(Stored items)
******

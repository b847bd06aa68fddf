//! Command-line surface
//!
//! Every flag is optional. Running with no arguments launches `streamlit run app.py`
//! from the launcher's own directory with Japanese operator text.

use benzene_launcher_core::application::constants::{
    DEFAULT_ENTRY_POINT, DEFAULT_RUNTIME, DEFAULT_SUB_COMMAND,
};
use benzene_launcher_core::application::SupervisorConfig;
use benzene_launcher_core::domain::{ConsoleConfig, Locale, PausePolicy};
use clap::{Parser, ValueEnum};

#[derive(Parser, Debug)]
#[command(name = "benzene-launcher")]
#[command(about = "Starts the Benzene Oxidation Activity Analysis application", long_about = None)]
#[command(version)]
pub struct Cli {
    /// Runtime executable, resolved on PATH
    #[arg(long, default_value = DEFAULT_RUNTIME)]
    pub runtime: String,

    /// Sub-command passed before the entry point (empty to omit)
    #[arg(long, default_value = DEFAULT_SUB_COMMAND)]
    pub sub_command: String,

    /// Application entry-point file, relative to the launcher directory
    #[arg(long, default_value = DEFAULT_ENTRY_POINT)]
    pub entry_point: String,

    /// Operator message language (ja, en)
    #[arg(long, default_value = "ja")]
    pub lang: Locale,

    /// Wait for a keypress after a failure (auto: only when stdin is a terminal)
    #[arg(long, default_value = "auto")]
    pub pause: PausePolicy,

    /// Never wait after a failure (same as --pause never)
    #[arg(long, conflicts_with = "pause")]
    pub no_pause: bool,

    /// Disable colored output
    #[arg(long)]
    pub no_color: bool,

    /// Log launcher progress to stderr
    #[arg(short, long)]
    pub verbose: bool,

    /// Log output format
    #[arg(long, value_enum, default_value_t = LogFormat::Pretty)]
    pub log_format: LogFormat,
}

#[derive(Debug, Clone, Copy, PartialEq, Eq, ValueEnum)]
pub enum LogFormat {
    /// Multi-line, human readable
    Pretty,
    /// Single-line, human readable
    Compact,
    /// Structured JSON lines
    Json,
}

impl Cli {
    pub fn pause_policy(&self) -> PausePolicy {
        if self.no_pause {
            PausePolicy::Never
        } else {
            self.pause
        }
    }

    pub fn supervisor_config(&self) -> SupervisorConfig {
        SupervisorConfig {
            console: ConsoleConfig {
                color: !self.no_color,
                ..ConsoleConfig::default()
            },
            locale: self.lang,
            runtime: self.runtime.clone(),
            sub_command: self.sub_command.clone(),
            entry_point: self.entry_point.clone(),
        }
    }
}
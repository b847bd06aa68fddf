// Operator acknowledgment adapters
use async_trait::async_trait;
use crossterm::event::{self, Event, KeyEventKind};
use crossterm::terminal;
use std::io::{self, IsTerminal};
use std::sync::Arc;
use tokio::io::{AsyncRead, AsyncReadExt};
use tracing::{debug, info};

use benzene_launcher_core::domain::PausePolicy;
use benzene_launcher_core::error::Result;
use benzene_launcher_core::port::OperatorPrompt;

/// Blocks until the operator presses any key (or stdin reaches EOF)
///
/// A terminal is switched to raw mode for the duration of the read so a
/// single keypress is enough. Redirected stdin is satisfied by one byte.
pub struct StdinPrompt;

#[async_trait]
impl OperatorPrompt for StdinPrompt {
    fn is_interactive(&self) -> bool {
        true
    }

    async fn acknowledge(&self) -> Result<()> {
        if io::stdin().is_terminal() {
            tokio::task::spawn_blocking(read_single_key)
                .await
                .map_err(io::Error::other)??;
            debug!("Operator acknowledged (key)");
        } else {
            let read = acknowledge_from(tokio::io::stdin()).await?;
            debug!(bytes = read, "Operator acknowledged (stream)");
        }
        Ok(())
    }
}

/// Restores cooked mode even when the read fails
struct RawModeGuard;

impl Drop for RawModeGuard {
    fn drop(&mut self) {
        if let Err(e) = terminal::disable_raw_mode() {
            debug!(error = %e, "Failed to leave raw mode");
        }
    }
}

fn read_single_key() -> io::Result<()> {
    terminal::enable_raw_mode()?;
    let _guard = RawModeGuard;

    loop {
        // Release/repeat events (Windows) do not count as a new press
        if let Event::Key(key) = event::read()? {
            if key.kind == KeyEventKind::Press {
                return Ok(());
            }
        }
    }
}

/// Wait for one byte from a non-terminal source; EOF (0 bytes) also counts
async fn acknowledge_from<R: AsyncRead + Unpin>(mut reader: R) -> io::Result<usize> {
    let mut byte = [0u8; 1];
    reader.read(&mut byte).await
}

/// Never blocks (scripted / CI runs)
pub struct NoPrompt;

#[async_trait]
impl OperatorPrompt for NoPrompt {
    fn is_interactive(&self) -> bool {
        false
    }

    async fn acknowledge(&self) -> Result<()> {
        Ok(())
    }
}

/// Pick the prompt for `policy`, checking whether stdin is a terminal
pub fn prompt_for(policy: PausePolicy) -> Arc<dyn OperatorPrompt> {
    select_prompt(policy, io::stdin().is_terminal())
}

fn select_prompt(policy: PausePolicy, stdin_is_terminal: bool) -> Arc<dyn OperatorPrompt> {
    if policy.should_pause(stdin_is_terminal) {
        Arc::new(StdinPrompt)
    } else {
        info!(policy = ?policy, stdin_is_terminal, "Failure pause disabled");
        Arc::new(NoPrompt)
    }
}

******

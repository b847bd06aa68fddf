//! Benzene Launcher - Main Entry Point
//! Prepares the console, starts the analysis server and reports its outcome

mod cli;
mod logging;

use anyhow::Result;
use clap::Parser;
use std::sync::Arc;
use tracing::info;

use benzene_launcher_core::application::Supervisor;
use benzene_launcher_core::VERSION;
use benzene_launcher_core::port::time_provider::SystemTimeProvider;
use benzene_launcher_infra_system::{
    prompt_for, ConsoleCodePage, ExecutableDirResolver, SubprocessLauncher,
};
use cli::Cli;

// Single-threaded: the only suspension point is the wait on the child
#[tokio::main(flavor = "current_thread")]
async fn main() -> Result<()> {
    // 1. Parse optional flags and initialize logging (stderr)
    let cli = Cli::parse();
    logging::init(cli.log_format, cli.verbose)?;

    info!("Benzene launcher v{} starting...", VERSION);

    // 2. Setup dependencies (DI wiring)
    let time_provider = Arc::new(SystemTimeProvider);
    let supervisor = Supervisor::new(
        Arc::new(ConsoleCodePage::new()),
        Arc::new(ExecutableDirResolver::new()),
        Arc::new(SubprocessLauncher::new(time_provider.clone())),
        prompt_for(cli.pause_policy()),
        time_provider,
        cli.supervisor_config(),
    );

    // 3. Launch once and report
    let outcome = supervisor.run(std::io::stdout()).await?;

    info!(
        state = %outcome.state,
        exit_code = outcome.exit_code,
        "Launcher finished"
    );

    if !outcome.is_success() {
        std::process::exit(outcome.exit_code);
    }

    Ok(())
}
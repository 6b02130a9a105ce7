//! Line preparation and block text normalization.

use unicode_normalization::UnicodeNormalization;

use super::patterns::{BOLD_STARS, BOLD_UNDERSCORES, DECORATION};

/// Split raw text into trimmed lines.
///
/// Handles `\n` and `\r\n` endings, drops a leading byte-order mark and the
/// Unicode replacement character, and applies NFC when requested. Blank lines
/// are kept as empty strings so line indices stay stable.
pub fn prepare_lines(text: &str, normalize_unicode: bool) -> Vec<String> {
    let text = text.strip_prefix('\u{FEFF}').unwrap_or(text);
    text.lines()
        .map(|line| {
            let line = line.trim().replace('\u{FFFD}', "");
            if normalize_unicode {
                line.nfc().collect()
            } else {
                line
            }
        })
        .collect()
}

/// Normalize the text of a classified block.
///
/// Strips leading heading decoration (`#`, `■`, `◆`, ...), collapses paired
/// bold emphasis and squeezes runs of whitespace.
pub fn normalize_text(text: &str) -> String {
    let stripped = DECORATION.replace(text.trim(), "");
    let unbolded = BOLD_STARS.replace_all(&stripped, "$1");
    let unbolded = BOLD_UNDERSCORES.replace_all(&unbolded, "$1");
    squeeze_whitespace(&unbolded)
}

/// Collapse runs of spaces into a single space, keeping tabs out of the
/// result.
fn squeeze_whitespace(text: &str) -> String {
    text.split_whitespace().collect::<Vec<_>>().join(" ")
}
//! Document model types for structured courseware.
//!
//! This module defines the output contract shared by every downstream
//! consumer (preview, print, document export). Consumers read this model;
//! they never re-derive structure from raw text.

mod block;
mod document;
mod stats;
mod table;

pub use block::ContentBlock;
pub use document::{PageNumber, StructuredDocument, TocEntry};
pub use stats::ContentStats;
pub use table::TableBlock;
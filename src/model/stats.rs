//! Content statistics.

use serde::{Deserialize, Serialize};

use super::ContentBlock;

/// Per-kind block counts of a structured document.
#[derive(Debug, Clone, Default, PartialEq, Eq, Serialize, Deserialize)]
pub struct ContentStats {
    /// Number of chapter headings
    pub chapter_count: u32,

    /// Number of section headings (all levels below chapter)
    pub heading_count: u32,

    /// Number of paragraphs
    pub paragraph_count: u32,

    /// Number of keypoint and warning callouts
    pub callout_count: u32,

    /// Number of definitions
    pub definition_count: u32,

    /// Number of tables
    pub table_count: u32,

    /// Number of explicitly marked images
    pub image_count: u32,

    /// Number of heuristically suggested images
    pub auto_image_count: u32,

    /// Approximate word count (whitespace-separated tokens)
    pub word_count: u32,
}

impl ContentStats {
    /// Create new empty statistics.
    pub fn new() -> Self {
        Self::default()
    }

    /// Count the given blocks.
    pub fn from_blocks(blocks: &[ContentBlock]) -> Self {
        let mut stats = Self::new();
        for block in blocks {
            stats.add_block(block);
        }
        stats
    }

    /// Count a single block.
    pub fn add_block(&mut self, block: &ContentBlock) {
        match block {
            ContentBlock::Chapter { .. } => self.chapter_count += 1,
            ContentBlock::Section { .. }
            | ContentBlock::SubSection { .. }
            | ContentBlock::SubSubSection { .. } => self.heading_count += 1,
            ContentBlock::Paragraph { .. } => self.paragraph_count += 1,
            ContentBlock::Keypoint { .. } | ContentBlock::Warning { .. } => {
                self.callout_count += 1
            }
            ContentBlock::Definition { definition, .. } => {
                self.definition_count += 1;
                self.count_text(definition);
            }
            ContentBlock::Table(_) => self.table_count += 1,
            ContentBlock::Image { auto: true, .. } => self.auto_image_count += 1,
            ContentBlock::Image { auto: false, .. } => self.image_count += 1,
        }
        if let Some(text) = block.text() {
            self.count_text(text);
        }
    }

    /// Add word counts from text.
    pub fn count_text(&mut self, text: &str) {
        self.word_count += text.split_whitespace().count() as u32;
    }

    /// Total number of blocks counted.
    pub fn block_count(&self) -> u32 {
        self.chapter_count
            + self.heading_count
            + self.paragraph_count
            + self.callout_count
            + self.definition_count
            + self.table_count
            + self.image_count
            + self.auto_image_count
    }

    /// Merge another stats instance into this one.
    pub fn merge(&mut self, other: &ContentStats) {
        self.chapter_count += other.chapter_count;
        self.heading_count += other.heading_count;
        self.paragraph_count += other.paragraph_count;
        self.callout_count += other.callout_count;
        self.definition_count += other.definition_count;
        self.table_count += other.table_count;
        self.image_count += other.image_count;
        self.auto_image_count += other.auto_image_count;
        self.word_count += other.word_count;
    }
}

******

Pull out all lines of the data with the string "counts".

/// Wait for one byte from a non-terminal source; EOF (0 bytes) also counts
/// Per-kind block counts of a structured document.
    /// Add word counts from text.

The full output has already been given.